Serpiginous-Like Choroiditis with ANCA-PR3 Vasculitis in a Patient from Endemic Country: A Complex Phenotypic, Immunological and Epidemiological Puzzle.

Abstract

To report a complex case of serpiginous-like choroiditis (SLC) in a patient with anti-neutrophil cytoplasmic antibody (ANCA)-anti-proteinase 3 (PR3)-associated vasculitis with systemic involvement. Case report. A 40-year-old male from a tuberculosis (TB)-endemic region presented with bilateral active SLC lesions. He was diagnosed with ANCA-PR3 vasculitis with unilateral otitis media, nasopharyngeal mass, lung abscess, pleurisy, and joint pain, all of which responded well to corticosteroids and rituximab. Extensive evaluations and biopsies ruled out Mycobacterium tuberculosis infection.

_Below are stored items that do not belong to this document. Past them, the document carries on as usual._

// sticky-scroll - Auto-follow scrolling for chat and log transcripts
// Copyright (C) 2025  The sticky-scroll contributors
//
// This program is free software: you can redistribute it and/or modify
// it under the terms of the GNU Affero General Public License as
// published by the Free Software Foundation, either version 3 of the
// License, or (at your option) any later version.
//
// This program is distributed in the hope that it will be useful,
// but WITHOUT ANY WARRANTY; without even the implied warranty of
// MERCHANTABILITY or FITNESS FOR A PARTICULAR PURPOSE.  See the
// GNU Affero General Public License for more details.
//
// You should have received a copy of the GNU Affero General Public License
// along with this program.  If not, see <https://www.gnu.org/licenses/>.

#[derive(Debug, Clone, PartialEq, Eq, thiserror::Error)]
pub enum AppError {
    #[error("Replay script not found")]
    ScriptNotFound,
    #[error("Replay script is invalid")]
    InvalidScript,
    #[error("Terminal setup failed")]
    TerminalFailed,
}

impl AppError {
    pub const SCRIPT_NOT_FOUND_EXIT_CODE: i32 = 20;
    pub const INVALID_SCRIPT_EXIT_CODE: i32 = 21;
    pub const TERMINAL_FAILED_EXIT_CODE: i32 = 22;

    #[must_use]
    pub fn exit_code(&self) -> i32 {
        match self {
            Self::ScriptNotFound => Self::SCRIPT_NOT_FOUND_EXIT_CODE,
            Self::InvalidScript => Self::INVALID_SCRIPT_EXIT_CODE,
            Self::TerminalFailed => Self::TERMINAL_FAILED_EXIT_CODE,
        }
    }

    #[must_use]
    pub fn user_message(&self) -> &'static str {
        match self {
            Self::ScriptNotFound => "Replay script not found. Check the path passed to --script.",
            Self::InvalidScript => {
                "Replay script is invalid. Each line must be a JSON message object or {\"log\": \"...\"}."
            }
            Self::TerminalFailed => {
                "Could not draw to the terminal. Run sticky-demo in an interactive terminal."
            }
        }
    }
}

Despite consensus criteria recommending anti-tubercular therapy (ATT), the SLC lesions were effectively managed with an intravitreal dexamethasone implant and systemic azathioprine, showing no recurrence at 18 months without ATT. The development of SLC lesions in the context of systemic autoimmune conditions like ANCA-PR3 vasculitis is uncommon. In these cases, the need for ATT should be carefully evaluated, with close attention to systemic disease manifestations and tailored management strategies.